TO DO
Using the records below, find every line that includes "super" and copy it.
------ AVAILABLE DATA
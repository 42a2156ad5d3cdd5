//! Board panel: the ordered page structure

use ratatui::{
    layout::Flex,
    prelude::*,
    widgets::{Block, Borders, Paragraph},
};

use super::helpers::scroll_offset;
use crate::app::App;
use crate::controller::DragItem;
use crate::models::catalog::INTRO_TYPE;
use crate::models::{Focus, PlacedCard};
use crate::theme::{
    get_pulse_color, AMBER_WARNING, BG_PRIMARY, BG_SECONDARY, BG_TERTIARY, BORDER_SUBTLE,
    CYAN_DIM, CYAN_PRIMARY, ROUNDED_BORDERS, TEXT_MUTED, TEXT_PRIMARY, TEXT_SECONDARY,
};
use crate::utils::truncate_chars;

/// Card height: border + content + border
const CARD_HEIGHT: u16 = 3;

pub fn render_board(area: Rect, app: &App, frame: &mut Frame) {
    let focused = app.focus == Focus::Board;
    let dragging = app.controller.dragging();
    let border_color = if dragging.is_some() {
        AMBER_WARNING
    } else if focused {
        CYAN_PRIMARY
    } else {
        BORDER_SUBTLE
    };

    let title = format!(" Structure ({}) ", app.board.len());
    let block = Block::default()
        .title(title)
        .borders(Borders::ALL)
        .border_set(ROUNDED_BORDERS)
        .border_style(Style::default().fg(border_color))
        .style(Style::default().bg(BG_PRIMARY));
    let inner = block.inner(area);
    frame.render_widget(block, area);

    if app.board.is_empty() {
        let hint = match dragging {
            Some(DragItem::Definition(def)) => format!("Entrée : déposer « {} »", def.label),
            _ => "Déposez des cartes ici".to_string(),
        };
        let paragraph = Paragraph::new(Line::from(Span::styled(
            hint,
            Style::default().fg(TEXT_MUTED),
        )))
        .alignment(Alignment::Center);
        let [middle] = Layout::vertical([Constraint::Length(1)])
            .flex(Flex::Center)
            .areas(inner);
        frame.render_widget(paragraph, middle);
        return;
    }

    let visible = (inner.height / CARD_HEIGHT).max(1) as usize;
    let offset = scroll_offset(app.board_index, visible);
    let numbers = strate_numbers(app.board.cards());

    for (row, (i, card)) in app
        .board
        .cards()
        .iter()
        .enumerate()
        .skip(offset)
        .take(visible)
        .enumerate()
    {
        let y = inner.y + row as u16 * CARD_HEIGHT;
        if y + CARD_HEIGHT > inner.y + inner.height {
            break;
        }
        let card_area = Rect::new(inner.x, y, inner.width, CARD_HEIGHT);
        let state = CardState {
            selected: i == app.board_index,
            focused,
            carried: matches!(dragging, Some(DragItem::Card(id)) if *id == card.id),
            drop_target: dragging.is_some() && i == app.board_index,
        };
        render_card(card_area, card, numbers[i], state, app.animation_tick, frame);
    }
}

#[derive(Debug, Clone, Copy)]
struct CardState {
    selected: bool,
    focused: bool,
    carried: bool,
    drop_target: bool,
}

/// Bracketed hint after the label: the variant when it adds information,
/// else the card type
fn card_tag(card: &PlacedCard) -> String {
    match card.variant_label() {
        Some(variant) if variant != card.label => format!(" [{}]", variant),
        Some(_) => String::new(),
        None => format!(" [{}]", card.card_type),
    }
}

/// Strate number of each card; `None` for the intro card
fn strate_numbers(cards: &[PlacedCard]) -> Vec<Option<usize>> {
    let mut counter = 0;
    cards
        .iter()
        .map(|card| {
            if card.card_type == INTRO_TYPE {
                None
            } else {
                counter += 1;
                Some(counter)
            }
        })
        .collect()
}

fn render_card(
    area: Rect,
    card: &PlacedCard,
    number: Option<usize>,
    state: CardState,
    tick: u64,
    frame: &mut Frame,
) {
    let border_color = if state.drop_target {
        get_pulse_color(tick, AMBER_WARNING, CYAN_DIM)
    } else if state.selected && state.focused {
        CYAN_PRIMARY
    } else {
        BORDER_SUBTLE
    };
    let bg_color = if state.selected { BG_TERTIARY } else { BG_SECONDARY };

    let card_block = Block::default()
        .borders(Borders::ALL)
        .border_set(ROUNDED_BORDERS)
        .border_style(Style::default().fg(border_color))
        .style(Style::default().bg(bg_color));

    let (indicator, indicator_color) = if state.carried {
        ("⇅", AMBER_WARNING)
    } else if number.is_none() {
        ("◆", CYAN_PRIMARY)
    } else {
        ("●", CYAN_DIM)
    };
    let prefix = match number {
        Some(n) => format!("#{} ", n),
        None => "Intro ".to_string(),
    };

    let inner_width = area.width.saturating_sub(4) as usize;
    let tag = card_tag(card);
    let available = inner_width
        .saturating_sub(prefix.chars().count() + 2)
        .saturating_sub(tag.chars().count());

    let line = Line::from(vec![
        Span::styled(format!("{} ", indicator), Style::default().fg(indicator_color)),
        Span::styled(
            prefix,
            Style::default().fg(TEXT_SECONDARY).add_modifier(Modifier::BOLD),
        ),
        Span::styled(
            truncate_chars(&card.label, available),
            Style::default().fg(TEXT_PRIMARY),
        ),
        Span::styled(tag, Style::default().fg(TEXT_MUTED)),
    ]);

    frame.render_widget(Paragraph::new(line).block(card_block), area);
}

#[cfg(test)]
mod tests {
    use super::*;
    use crate::models::catalog::CardType;

    fn card(card_type: CardType) -> PlacedCard {
        PlacedCard {
            id: card_type.to_string(),
            card_type,
            label: card_type.to_string(),
            variant: None,
            note_text: String::new(),
        }
    }

    #[test]
    fn test_card_tag_prefers_variant_label() {
        let mut proposed = card(CardType::Texte);
        proposed.label = "Nos savoir-faire".to_string();
        proposed.variant = Some("magazine".to_string());
        assert_eq!(card_tag(&proposed), " [Strates colonnes magazine]");

        proposed.label = "Strates colonnes magazine".to_string();
        assert_eq!(card_tag(&proposed), "");

        assert_eq!(card_tag(&card(CardType::Avis)), " [avis]");
    }

    #[test]
    fn test_strate_numbers_skip_intro() {
        let cards = vec![
            card(CardType::Avis),
            card(CardType::Diaporama),
            card(CardType::Video),
        ];
        assert_eq!(strate_numbers(&cards), vec![Some(1), None, Some(2)]);
    }
}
------------
WRITTEN RESPONSE
use super::helpers::scroll_offset;
    use super::*;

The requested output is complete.